Presteren

Project

Sneller zwemmen door luchtbellen

Wie zwemt of roeit zet zich af tegen het water. Maar elke afzet creëert ook wervelstromen in datzelfde water. Hoe kun je op of over het water gaan en daarbij vooral voorwaartse kracht genereren? De hydrodynamica biedt antwoorden.

Foto: Jos Jansen

Als een zwemmer (of roeier) zich afzet tegen het water, komt niet alleen de zwemmer (of de boot) in beweging, maar onvermijdelijk ook het water zelf.
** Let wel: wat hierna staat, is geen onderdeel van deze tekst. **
//! Garbage collection of orphaned outputs.
//!
//! Runs once per build, after the new registry is known and before anything
//! is written, driven purely by the previous build's render cache:
//!
//! - a previous doc id that no longer exists loses its content fragment
//!   (both the hashed name and the legacy `content/<id>.html`) and its route
//!   page;
//! - a doc whose route changed loses the page at its old route.
//!
//! After removing a route page, now-empty directories are pruned upward,
//! stopping at the output root. Files that are already gone count as removed
//! successfully.

use crate::cache::RenderCacheEntry;
use crate::naming::{content_file_name, legacy_content_file_name, route_dir, route_output_path};
use crate::registry::DocRecord;
use std::collections::{BTreeMap, HashMap};
use std::io;
use std::path::Path;

/// Delete outputs of removed documents and stale routes.
///
/// Returns the output-relative paths that were actually deleted.
pub fn collect_garbage(
    out_dir: &Path,
    previous: &BTreeMap<String, RenderCacheEntry>,
    current: &[DocRecord],
) -> io::Result<Vec<String>> {
    let current_routes: HashMap<&str, &str> = current
        .iter()
        .map(|doc| (doc.id.as_str(), doc.route.as_str()))
        .collect();
    let mut removed = Vec::new();

    for (id, entry) in previous {
        match current_routes.get(id.as_str()) {
            Some(route) if *route == entry.route => {}
            Some(_) => {
                tracing::debug!("route of {} moved away from {}", id, entry.route);
                remove_route_page(out_dir, &entry.route, &mut removed)?;
            }
            None => {
                for name in [legacy_content_file_name(id), content_file_name(id)] {
                    let rel = format!("content/{}", name);
                    if remove_file(&out_dir.join(&rel))? {
                        removed.push(rel);
                    }
                }
                remove_route_page(out_dir, &entry.route, &mut removed)?;
            }
        }
    }

    if !removed.is_empty() {
        tracing::debug!("garbage collected {} outputs", removed.len());
    }
    Ok(removed)
}

fn remove_route_page(out_dir: &Path, route: &str, removed: &mut Vec<String>) -> io::Result<()> {
    let rel = route_output_path(route);
    if remove_file(&out_dir.join(&rel))? {
        removed.push(rel);
    }
    let dir = route_dir(route);
    if !dir.is_empty() {
        remove_empty_parents(&out_dir.join(dir), out_dir);
    }
    Ok(())
}

/// Remove a file; `Ok(false)` if it did not exist.
fn remove_file(path: &Path) -> io::Result<bool> {
    match std::fs::remove_file(path) {
        Ok(()) => Ok(true),
        Err(e) if e.kind() == io::ErrorKind::NotFound => Ok(false),
        Err(e) => Err(e),
    }
}

/// Remove `start` and each parent while empty, never touching `stop` or
/// anything outside it.
pub fn remove_empty_parents(start: &Path, stop: &Path) {
    let mut current = start;
    while current.starts_with(stop) && current != stop {
        let is_empty = match std::fs::read_dir(current) {
            Ok(mut entries) => entries.next().is_none(),
            Err(_) => return,
        };
        if !is_empty || std::fs::remove_dir(current).is_err() {
            return;
        }
        match current.parent() {
            Some(parent) => current = parent,
            None => return,
        }
    }
}

#[cfg(test)]
mod tests {
    use super::*;
    use crate::source_cache::parse_source;
    use std::fs;
    use tempfile::TempDir;

    fn doc(rel_path: &str) -> DocRecord {
        let entry = parse_source("---\npublish: true\n---\n").unwrap();
        DocRecord::from_entry(Path::new("/v"), rel_path, &entry, 0)
    }

    fn entry(route: &str) -> RenderCacheEntry {
        RenderCacheEntry {
            hash: "h".into(),
            route: route.into(),
            rel_path: String::new(),
        }
    }

    fn touch(root: &Path, rel: &str) {
        let path = root.join(rel);
        fs::create_dir_all(path.parent().unwrap()).unwrap();
        fs::write(path, "x").unwrap();
    }

    // =========================================================================
    // Removed documents
    // =========================================================================

    #[test]
    fn removed_doc_outputs_are_deleted_and_dirs_pruned() {
        let tmp = TempDir::new().unwrap();
        let out = tmp.path();
        let hashed = format!("content/{}", content_file_name("posts__old"));
        touch(out, &hashed);
        touch(out, "content/posts__old.html");
        touch(out, "posts/old/index.html");
        touch(out, "keep.html");

        let previous = BTreeMap::from([("posts__old".to_string(), entry("/posts/old/"))]);
        let removed = collect_garbage(out, &previous, &[]).unwrap();

        assert!(removed.contains(&hashed));
        assert!(removed.contains(&"content/posts__old.html".to_string()));
        assert!(removed.contains(&"posts/old/index.html".to_string()));
        assert!(!out.join("posts").exists());
        assert!(out.join("content").exists());
        assert!(out.join("keep.html").exists());
    }

    #[test]
    fn pruning_stops_at_non_empty_parent() {
        let tmp = TempDir::new().unwrap();
        let out = tmp.path();
        touch(out, "posts/old/index.html");
        touch(out, "posts/other/index.html");

        let previous = BTreeMap::from([("posts__old".to_string(), entry("/posts/old/"))]);
        collect_garbage(out, &previous, &[]).unwrap();

        assert!(!out.join("posts/old").exists());
        assert!(out.join("posts/other/index.html").exists());
    }

    #[test]
    fn missing_files_are_not_errors() {
        let tmp = TempDir::new().unwrap();
        let previous = BTreeMap::from([("gone".to_string(), entry("/gone/"))]);
        let removed = collect_garbage(tmp.path(), &previous, &[]).unwrap();
        assert!(removed.is_empty());
    }

    // =========================================================================
    // Surviving documents
    // =========================================================================

    #[test]
    fn unchanged_route_is_untouched() {
        let tmp = TempDir::new().unwrap();
        touch(tmp.path(), "a/index.html");
        let current = vec![doc("a.md")];
        let previous = BTreeMap::from([("a".to_string(), entry("/a/"))]);

        let removed = collect_garbage(tmp.path(), &previous, &current).unwrap();
        assert!(removed.is_empty());
        assert!(tmp.path().join("a/index.html").exists());
    }

    #[test]
    fn changed_route_removes_old_page_only() {
        let tmp = TempDir::new().unwrap();
        let out = tmp.path();
        touch(out, "a-abc123/index.html");
        let content = format!("content/{}", content_file_name("a"));
        touch(out, &content);

        let current = vec![doc("a.md")];
        let previous = BTreeMap::from([("a".to_string(), entry("/a-abc123/"))]);
        let removed = collect_garbage(out, &previous, &current).unwrap();

        assert_eq!(removed, vec!["a-abc123/index.html".to_string()]);
        assert!(!out.join("a-abc123").exists());
        assert!(out.join(&content).exists());
    }

    // =========================================================================
    // remove_empty_parents
    // =========================================================================

    #[test]
    fn never_removes_stop_dir() {
        let tmp = TempDir::new().unwrap();
        let stop = tmp.path().join("out");
        fs::create_dir_all(stop.join("a/b")).unwrap();
        remove_empty_parents(&stop.join("a/b"), &stop);
        assert!(stop.exists());
        assert!(!stop.join("a").exists());
    }

    #[test]
    fn ignores_paths_outside_stop() {
        let tmp = TempDir::new().unwrap();
        let outside = tmp.path().join("elsewhere");
        fs::create_dir_all(&outside).unwrap();
        remove_empty_parents(&outside, &tmp.path().join("out"));
        assert!(outside.exists());
    }
}
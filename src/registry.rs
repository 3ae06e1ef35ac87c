//! Document registry: the published documents of one build.
//!
//! Built fresh every run from the refreshed source cache. Only entries with
//! `publish: true` and without `draft: true` become [`DocRecord`]s. Every
//! record gets a path-derived id and route; routes are then made unique with
//! [`ensure_unique_routes`].
//!
//! ## Route disambiguation
//!
//! When several documents claim the same route, all documents are ordered by
//! `rel_no_ext` (locale-aware, ties by `rel_path`). The first claimant keeps
//! the route. Each later claimant tries, in order:
//!
//! 1. `-<hash(id)[..n]>` on the last route segment, for n = 6, 8, ... 64
//! 2. `-<id with "__" replaced by "-">`
//! 3. that fallback plus `-2`, `-3`, ...
//!
//! The first candidate nobody holds wins. The result depends only on the set
//! of paths, never on discovery order.

use crate::diagnostics::{DiagnosticKind, DiagnosticSink};
use crate::hashing::hash_bytes;
use crate::naming::{
    append_route_suffix, base_name, content_file_name, locale_cmp, strip_md_ext,
    title_from_file_name, to_doc_id, to_route,
};
use crate::source_cache::{SourceCache, SourceCacheEntry};
use chrono::{DateTime, Local, NaiveDate, NaiveDateTime, TimeZone};
use std::collections::{BTreeMap, HashSet};
use std::path::{Path, PathBuf};

const SUFFIX_START: usize = 6;
const SUFFIX_STEP: usize = 2;

/// One published document.
#[derive(Debug, Clone, PartialEq)]
pub struct DocRecord {
    pub source_path: PathBuf,
    pub rel_path: String,
    pub rel_no_ext: String,
    pub id: String,
    pub route: String,
    pub content_url: String,
    pub file_name: String,
    pub title: String,
    pub prefix: Option<String>,
    pub date: Option<String>,
    pub updated_date: Option<String>,
    pub description: Option<String>,
    pub tags: Vec<String>,
    pub mtime_ns: u64,
    pub body: String,
    pub raw_hash: String,
    pub wiki_targets: Vec<String>,
    pub is_new: bool,
    pub branch: Option<String>,
}

impl DocRecord {
    pub fn from_entry(
        vault: &Path,
        rel_path: &str,
        entry: &SourceCacheEntry,
        new_threshold_ms: i64,
    ) -> Self {
        let rel_no_ext = strip_md_ext(rel_path).to_string();
        let file_name = base_name(rel_path).to_string();
        let id = to_doc_id(&rel_no_ext);

        Self {
            source_path: vault.join(rel_path),
            rel_path: rel_path.to_string(),
            route: to_route(&rel_no_ext),
            content_url: format!("/content/{}", content_file_name(&id)),
            title: entry
                .title
                .clone()
                .unwrap_or_else(|| title_from_file_name(&file_name)),
            prefix: entry.prefix.clone(),
            date: entry.date.clone(),
            updated_date: entry.updated_date.clone(),
            description: entry.description.clone(),
            tags: entry.tags.clone(),
            mtime_ns: entry.mtime_ns,
            body: entry.body.clone(),
            raw_hash: entry.raw_hash.clone(),
            wiki_targets: entry.wiki_targets.clone(),
            is_new: is_new(entry.date.as_deref(), new_threshold_ms),
            branch: entry.branch.clone(),
            rel_no_ext,
            file_name,
            id,
        }
    }

    /// File name of the content fragment under `content/`.
    pub fn content_file(&self) -> String {
        content_file_name(&self.id)
    }
}

/// Build the registry for the current run.
///
/// Records come out in `rel_path` order with unique routes.
pub fn build_registry(
    vault: &Path,
    sources: &SourceCache,
    new_within_days: u32,
    now: DateTime<Local>,
    sink: &mut dyn DiagnosticSink,
) -> Vec<DocRecord> {
    let threshold = new_threshold_ms(now, new_within_days);
    let mut docs: Vec<DocRecord> = sources
        .iter()
        .filter(|(_, entry)| entry.is_publishable())
        .map(|(rel_path, entry)| DocRecord::from_entry(vault, rel_path, entry, threshold))
        .collect();

    ensure_unique_routes(&mut docs, sink);
    docs
}

/// Epoch milliseconds before which a date no longer counts as new.
pub fn new_threshold_ms(now: DateTime<Local>, new_within_days: u32) -> i64 {
    now.timestamp_millis() - i64::from(new_within_days) * 24 * 60 * 60 * 1000
}

/// Whether `date` parses and is at or after the threshold.
pub fn is_new(date: Option<&str>, threshold_ms: i64) -> bool {
    date.and_then(parse_date_millis)
        .is_some_and(|millis| millis >= threshold_ms)
}

/// Parse a frontmatter date string to epoch milliseconds.
///
/// Accepts RFC 3339, naive date-times (`T` or space separated, with or
/// without seconds) in local time, and plain dates at local midnight.
pub fn parse_date_millis(value: &str) -> Option<i64> {
    let value = value.trim();
    if value.is_empty() {
        return None;
    }
    if let Ok(dt) = DateTime::parse_from_rfc3339(value) {
        return Some(dt.timestamp_millis());
    }
    const NAIVE_FORMATS: [&str; 5] = [
        "%Y-%m-%dT%H:%M:%S%.f",
        "%Y-%m-%d %H:%M:%S%.f",
        "%Y-%m-%dT%H:%M",
        "%Y-%m-%d %H:%M",
        "%Y/%m/%d %H:%M",
    ];
    for format in NAIVE_FORMATS {
        if let Ok(naive) = NaiveDateTime::parse_from_str(value, format) {
            return local_millis(naive);
        }
    }
    for format in ["%Y-%m-%d", "%Y/%m/%d"] {
        if let Ok(date) = NaiveDate::parse_from_str(value, format) {
            return local_millis(date.and_hms_opt(0, 0, 0)?);
        }
    }
    None
}

fn local_millis(naive: NaiveDateTime) -> Option<i64> {
    Local
        .from_local_datetime(&naive)
        .earliest()
        .map(|dt| dt.timestamp_millis())
}

/// Make every route unique. See the module docs for the procedure.
pub fn ensure_unique_routes(docs: &mut [DocRecord], sink: &mut dyn DiagnosticSink) {
    let mut groups: BTreeMap<&str, Vec<&DocRecord>> = BTreeMap::new();
    for doc in docs.iter() {
        groups.entry(doc.route.as_str()).or_default().push(doc);
    }
    for (route, members) in &groups {
        if members.len() < 2 {
            continue;
        }
        let paths: Vec<&str> = members.iter().map(|d| d.rel_path.as_str()).collect();
        sink.report(
            DiagnosticKind::DuplicateRoute,
            &format!(
                "Duplicate slug route {} detected. Applying suffixes: {}",
                route,
                paths.join(", ")
            ),
            "",
        );
    }
    if groups.values().all(|members| members.len() < 2) {
        return;
    }

    let mut order: Vec<usize> = (0..docs.len()).collect();
    order.sort_by(|&a, &b| {
        locale_cmp(&docs[a].rel_no_ext, &docs[b].rel_no_ext)
            .then_with(|| docs[a].rel_path.cmp(&docs[b].rel_path))
    });

    let mut used: HashSet<String> = HashSet::new();
    for index in order {
        let doc = &mut docs[index];
        if used.insert(doc.route.clone()) {
            continue;
        }
        let unique = disambiguate(&doc.route, &doc.id, &used);
        tracing::debug!("route {} taken, {} moved to {}", doc.route, doc.rel_path, unique);
        used.insert(unique.clone());
        doc.route = unique;
    }
}

fn disambiguate(route: &str, id: &str, used: &HashSet<String>) -> String {
    let digest = hash_bytes(id);

    let mut len = SUFFIX_START;
    while len <= digest.len() {
        let candidate = append_route_suffix(route, &digest[..len]);
        if !used.contains(&candidate) {
            return candidate;
        }
        len += SUFFIX_STEP;
    }

    let fallback = append_route_suffix(route, &id.replace("__", "-"));
    if !used.contains(&fallback) {
        return fallback;
    }
    let mut counter = 2usize;
    loop {
        let candidate = append_route_suffix(route, &format!("{}-{}", id.replace("__", "-"), counter));
        if !used.contains(&candidate) {
            return candidate;
        }
        counter += 1;
    }
}
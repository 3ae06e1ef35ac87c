//! Shared test utilities for the vaultsite test suite.
//!
//! Builds throwaway vaults on disk and options that point a build at them.
//!
//! # Usage
//!
//! ```rust
//! use crate::test_helpers::*;
//!
//! let tmp = TempDir::new().unwrap();
//! let vault = tmp.path().join("vault");
//! write_note(&vault, "posts/hello.md", &note("Hello"));
//!
//! let options = options_for(tmp.path());
//! build_site(&options, &mut CollectingSink::new()).unwrap();
//! ```

use crate::config::BuildOptions;
use std::path::Path;

// =========================================================================
// Fixture setup
// =========================================================================

/// Write `content` to `root/rel`, creating parent directories.
pub fn write_note(root: &Path, rel: &str, content: &str) {
    let path = root.join(rel);
    if let Some(parent) = path.parent() {
        std::fs::create_dir_all(parent).unwrap();
    }
    std::fs::write(path, content).unwrap();
}

/// A published note with a title and a one-line body.
pub fn note(title: &str) -> String {
    format!("---\npublish: true\ntitle: {}\n---\n# {}\n\nBody of {}.\n", title, title, title)
}

/// Stock options for a workspace laid out as `root/vault`, `root/dist`,
/// `root/.cache`.
pub fn options_for(root: &Path) -> BuildOptions {
    let mut options = BuildOptions::with_defaults(root);
    options.vault_dir = root.join("vault");
    options
}
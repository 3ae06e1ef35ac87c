//! Markdown to HTML fragments.
//!
//! Rendering is a pure function of the markdown text, the render settings,
//! and where wikilinks resolve. The pipeline only ever talks to the
//! [`MarkdownRenderer`] trait; [`PulldownRenderer`] is the shipped
//! implementation on top of `pulldown-cmark`.
//!
//! Rendering happens in two passes:
//!
//! 1. A text preprocess rewrites vault syntax into plain CommonMark:
//!    - `![[file|label]]` embeds become images, or an *image omitted* note
//!      under the `omit-local` policy
//!    - `![alt](local.png)` images are omitted under `omit-local`
//!    - `[[target|label]]` wikilinks become `[label](route)` links, or plain
//!      text when they do not resolve
//! 2. The event stream from `pulldown-cmark` is adjusted: fenced code blocks
//!    get a header with language/file name and a copy button, external
//!    `http(s)` links open in a new tab.
//!
//! Problems are returned as warnings, never errors.

use crate::config::ImagePolicy;
use crate::diagnostics::DiagnosticKind;
use crate::links::{DocLinks, ResolvedLink};
use maud::html;
use pulldown_cmark::{CodeBlockKind, CowStr, Event, Options, Parser, Tag, TagEnd, html as md_html};
use regex::{Captures, Regex};
use std::sync::LazyLock;

static EMBED_RE: LazyLock<Regex> =
    LazyLock::new(|| Regex::new(r"!\[\[([^\]]+)\]\]").expect("valid embed regex"));
static IMAGE_RE: LazyLock<Regex> =
    LazyLock::new(|| Regex::new(r"!\[([^\]]*)\]\(([^)]+)\)").expect("valid image regex"));
static WIKILINK_RE: LazyLock<Regex> =
    LazyLock::new(|| Regex::new(r"\[\[([^\]]+)\]\]").expect("valid wikilink regex"));
static IMAGE_EXT_RE: LazyLock<Regex> = LazyLock::new(|| {
    Regex::new(r"(?i)\.(png|jpe?g|gif|webp|svg|bmp|ico|avif)$").expect("valid extension regex")
});
static REMOTE_RE: LazyLock<Regex> = LazyLock::new(|| {
    Regex::new(r"(?i)^((https?:)?//|data:|mailto:)").expect("valid remote url regex")
});
static EXTERNAL_RE: LazyLock<Regex> =
    LazyLock::new(|| Regex::new(r"(?i)^https?://").expect("valid external url regex"));
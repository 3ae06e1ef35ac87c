//! Change-detecting output writer.
//!
//! Every file the build emits goes through [`OutputWriter`]. The writer keeps
//! two ledgers of `output path → hash`: the previous build's (read-only) and
//! the one being built now. A write is skipped when the new hash equals the
//! previous one and the file is still on disk; the file itself is never read
//! back. Skipped or not, the path is recorded in the new ledger, so the next
//! build sees every output of this one.
//!
//! Callers normally let the writer hash the bytes. Content fragments are
//! ledgered under their render fingerprint instead, which is what lets the
//! render cache check "was this exact render written" without reading it.
//!
//! ## Runtime assets
//!
//! The UI bundle is written as `assets/app.<hash12>.js` and
//! `assets/app.<hash12>.css`. Any previously ledgered `assets/app*` script
//! or stylesheet that is not one of the current names is deleted.

use crate::hashing::hash_bytes;
use std::collections::BTreeMap;
use std::io;
use std::path::{Path, PathBuf};

const ASSET_HASH_LEN: usize = 12;

/// Output paths of the current runtime assets, relative to the output root.
#[derive(Debug, Clone, PartialEq, Eq)]
pub struct RuntimeAssets {
    pub js: String,
    pub css: String,
}

/// Write counters for one build.
#[derive(Debug, Default, Clone, Copy, PartialEq, Eq)]
pub struct WriteStats {
    pub written: u32,
    pub unchanged: u32,
    pub stale_assets_removed: u32,
}

pub struct OutputWriter<'a> {
    out_dir: PathBuf,
    previous: &'a BTreeMap<String, String>,
    next: BTreeMap<String, String>,
    stats: WriteStats,
}

impl<'a> OutputWriter<'a> {
    pub fn new(out_dir: &Path, previous: &'a BTreeMap<String, String>) -> Self {
        Self {
            out_dir: out_dir.to_path_buf(),
            previous,
            next: BTreeMap::new(),
            stats: WriteStats::default(),
        }
    }

    /// Write `bytes` to `rel_path` unless the ledger says they are already
    /// there. Returns whether the file was written.
    pub fn write(&mut self, rel_path: &str, bytes: &[u8]) -> io::Result<bool> {
        let hash = hash_bytes(bytes);
        self.write_with_hash(rel_path, bytes, hash)
    }

    /// Like [`write`](Self::write), ledgering under a caller-supplied hash.
    pub fn write_with_hash(&mut self, rel_path: &str, bytes: &[u8], hash: String) -> io::Result<bool> {
        let target = self.out_dir.join(rel_path);
        let unchanged = self.previous.get(rel_path) == Some(&hash) && target.exists();

        if unchanged {
            self.stats.unchanged += 1;
        } else {
            if let Some(parent) = target.parent() {
                std::fs::create_dir_all(parent)?;
            }
            std::fs::write(&target, bytes)?;
            self.stats.written += 1;
            tracing::debug!("wrote {}", rel_path);
        }

        self.next.insert(rel_path.to_string(), hash);
        Ok(!unchanged)
    }

    /// Write the UI bundle under content-addressed names and delete bundles
    /// from earlier builds.
    pub fn write_runtime_assets(&mut self, js: &str, css: &str) -> io::Result<RuntimeAssets> {
        let assets = RuntimeAssets {
            js: asset_path(js, "js"),
            css: asset_path(css, "css"),
        };
        self.write(&assets.js, js.as_bytes())?;
        self.write(&assets.css, css.as_bytes())?;

        let stale: Vec<&String> = self
            .previous
            .keys()
            .filter(|path| is_runtime_asset(path) && **path != assets.js && **path != assets.css)
            .collect();
        for path in stale {
            match std::fs::remove_file(self.out_dir.join(path)) {
                Ok(()) => {
                    self.stats.stale_assets_removed += 1;
                    tracing::debug!("removed stale asset {}", path);
                }
                Err(e) if e.kind() == io::ErrorKind::NotFound => {}
                Err(e) => return Err(e),
            }
        }

        Ok(assets)
    }

    /// Finish the build and hand back the new ledger.
    pub fn finish(self) -> (BTreeMap<String, String>, WriteStats) {
        (self.next, self.stats)
    }
}

fn asset_path(content: &str, ext: &str) -> String {
    let hash = hash_bytes(content);
    format!("assets/app.{}.{}", &hash[..ASSET_HASH_LEN], ext)
}

fn is_runtime_asset(path: &str) -> bool {
    path.strip_prefix("assets/app")
        .is_some_and(|_| path.ends_with(".js") || path.ends_with(".css"))
}

#[cfg(test)]
mod tests {
    use super::*;
    use std::fs;
    use tempfile::TempDir;

    // =========================================================================
    // Write skipping
    // =========================================================================

    #[test]
    fn first_write_creates_file_and_ledgers() {
        let tmp = TempDir::new().unwrap();
        let previous = BTreeMap::new();
        let mut writer = OutputWriter::new(tmp.path(), &previous);

        assert!(writer.write("a/b/index.html", b"hello").unwrap());
        assert_eq!(fs::read(tmp.path().join("a/b/index.html")).unwrap(), b"hello");

        let (ledger, stats) = writer.finish();
        assert_eq!(ledger["a/b/index.html"], hash_bytes("hello"));
        assert_eq!(stats.written, 1);
    }

    #[test]
    fn unchanged_bytes_are_not_rewritten() {
        let tmp = TempDir::new().unwrap();
        fs::write(tmp.path().join("x.html"), "sentinel").unwrap();
        let previous = BTreeMap::from([("x.html".to_string(), hash_bytes("hello"))]);

        let mut writer = OutputWriter::new(tmp.path(), &previous);
        assert!(!writer.write("x.html", b"hello").unwrap());

        // The ledger is trusted; the file is not read or replaced.
        assert_eq!(fs::read_to_string(tmp.path().join("x.html")).unwrap(), "sentinel");
        let (ledger, stats) = writer.finish();
        assert_eq!(ledger["x.html"], hash_bytes("hello"));
        assert_eq!(stats.unchanged, 1);
        assert_eq!(stats.written, 0);
    }

    #[test]
    fn missing_file_is_rewritten_despite_ledger() {
        let tmp = TempDir::new().unwrap();
        let previous = BTreeMap::from([("x.html".to_string(), hash_bytes("hello"))]);
        let mut writer = OutputWriter::new(tmp.path(), &previous);
        assert!(writer.write("x.html", b"hello").unwrap());
        assert!(tmp.path().join("x.html").exists());
    }

    #[test]
    fn custom_hash_is_ledgered() {
        let tmp = TempDir::new().unwrap();
        let previous = BTreeMap::new();
        let mut writer = OutputWriter::new(tmp.path(), &previous);
        writer.write_with_hash("content/a.html", b"<p>a</p>", "fp".into()).unwrap();
        let (ledger, _) = writer.finish();
        assert_eq!(ledger["content/a.html"], "fp");
    }

    #[test]
    fn unwritten_paths_drop_out_of_ledger() {
        let tmp = TempDir::new().unwrap();
        let previous = BTreeMap::from([("old.html".to_string(), "h".to_string())]);
        let writer = OutputWriter::new(tmp.path(), &previous);
        let (ledger, _) = writer.finish();
        assert!(ledger.is_empty());
    }

    // =========================================================================
    // Runtime assets
    // =========================================================================

    #[test]
    fn assets_are_content_addressed() {
        let tmp = TempDir::new().unwrap();
        let previous = BTreeMap::new();
        let mut writer = OutputWriter::new(tmp.path(), &previous);
        let assets = writer.write_runtime_assets("js()", "css{}").unwrap();

        assert_eq!(assets.js, format!("assets/app.{}.js", &hash_bytes("js()")[..12]));
        assert_eq!(assets.css, format!("assets/app.{}.css", &hash_bytes("css{}")[..12]));
        assert!(tmp.path().join(&assets.js).exists());
        assert!(tmp.path().join(&assets.css).exists());
    }

    #[test]
    fn stale_assets_are_deleted() {
        let tmp = TempDir::new().unwrap();
        fs::create_dir_all(tmp.path().join("assets")).unwrap();
        fs::write(tmp.path().join("assets/app.old000000000.js"), "old").unwrap();
        fs::write(tmp.path().join("assets/app.old000000000.css"), "old").unwrap();
        fs::write(tmp.path().join("assets/logo.png"), "png").unwrap();
        let previous = BTreeMap::from([
            ("assets/app.old000000000.js".to_string(), "h1".to_string()),
            ("assets/app.old000000000.css".to_string(), "h2".to_string()),
            ("assets/app.gone00000000.js".to_string(), "h3".to_string()),
            ("assets/logo.png".to_string(), "h4".to_string()),
        ]);

        let mut writer = OutputWriter::new(tmp.path(), &previous);
        writer.write_runtime_assets("new js", "new css").unwrap();

        assert!(!tmp.path().join("assets/app.old000000000.js").exists());
        assert!(!tmp.path().join("assets/app.old000000000.css").exists());
        assert!(tmp.path().join("assets/logo.png").exists());
        let (_, stats) = writer.finish();
        assert_eq!(stats.stale_assets_removed, 2);
    }

    #[test]
    fn current_assets_survive_rebuild() {
        let tmp = TempDir::new().unwrap();
        let empty = BTreeMap::new();
        let mut first = OutputWriter::new(tmp.path(), &empty);
        let assets = first.write_runtime_assets("js", "css").unwrap();
        let (ledger, _) = first.finish();

        let mut second = OutputWriter::new(tmp.path(), &ledger);
        second.write_runtime_assets("js", "css").unwrap();
        let (_, stats) = second.finish();
        assert_eq!(stats.written, 0);
        assert_eq!(stats.stale_assets_removed, 0);
        assert!(tmp.path().join(&assets.js).exists());
    }
}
Wat is nu de meest efficiënte afzet? Onderzoeker Peter Beek: ‘Je moet de vermogensverliezen aan het water zo klein mogelijk houden. Met onderzoek kun je de stroming rond een zwemmer in beeld brengen. Bij welke bewegingen is de voorstuwing optimaal?’ Voorheen ging dat bijvoorbeeld door plastic bolletjes in het bad te laten dwarrelen of stukjes nylon aan de zwemmer te bevestigen, vertelt Beek. In InnoSportLab De Tongelreep in Eindhoven laat een speciale installatie luchtbelletjes uit de bodem opstijgen. Door met onderwatercamera’s de beweging van die belletjes te registreren, kun je heel precies de stromingen rond de zwemmer waarnemen.

Basisprincipes bij voortstuwing

Promovendus Josje van Houwelingen van de TU Eindhoven ontwikkelde een algoritme om de bewegingen van de luchtbelletjes om te zetten in een weergave van stromingen rond het lichaam. Op een scherm komen die in verschillende kleuren in beeld. In combinatie met videoregistraties en trackers op bijvoorbeeld badmuts en heup, krijgen zwemmer en coach gerichte feedback over de effectiviteit van de zwembeweging. Daarnaast heeft Van Houwelingen de literatuur over hydrodynamica vertaald naar vijf basisprincipes voor snellere voortstuwing. Beek: ‘Denk aan een zekere vingerspreiding, een rechte doorhaal en hoge versnellingen van arm en hand. Met de coaches is besproken hoe je die basisprincipes kunt toepassen in de dagelijkse trainingspraktijk. Er is erg veel interesse voor dit soort wetenschappelijke kennis uit de hydrodynamica.’

Hub voor zwemwetenschap

Beek en zijn team steken veel werk in de praktische vertaling van de natuurkundige kennis. Maar het is hoe dan ook een zaak van lange adem, benadrukt Beek. ‘De topsport is ongeduldig en rekent met de olympische cycli. Terwijl kennisontwikkeling noodzakelijkerwijs een langzame locomotief is, gezien de complexe materie waarmee we werken – met gelukkig nu en dan een quick win. In De Tongelreep komen deze werelden mooi samen. We willen er hét wereldwijde zwemcentrum van maken, een hub voor de internationale zwemwetenschap, een plek waar iedereen naartoe komt om zich te laten doormeten.’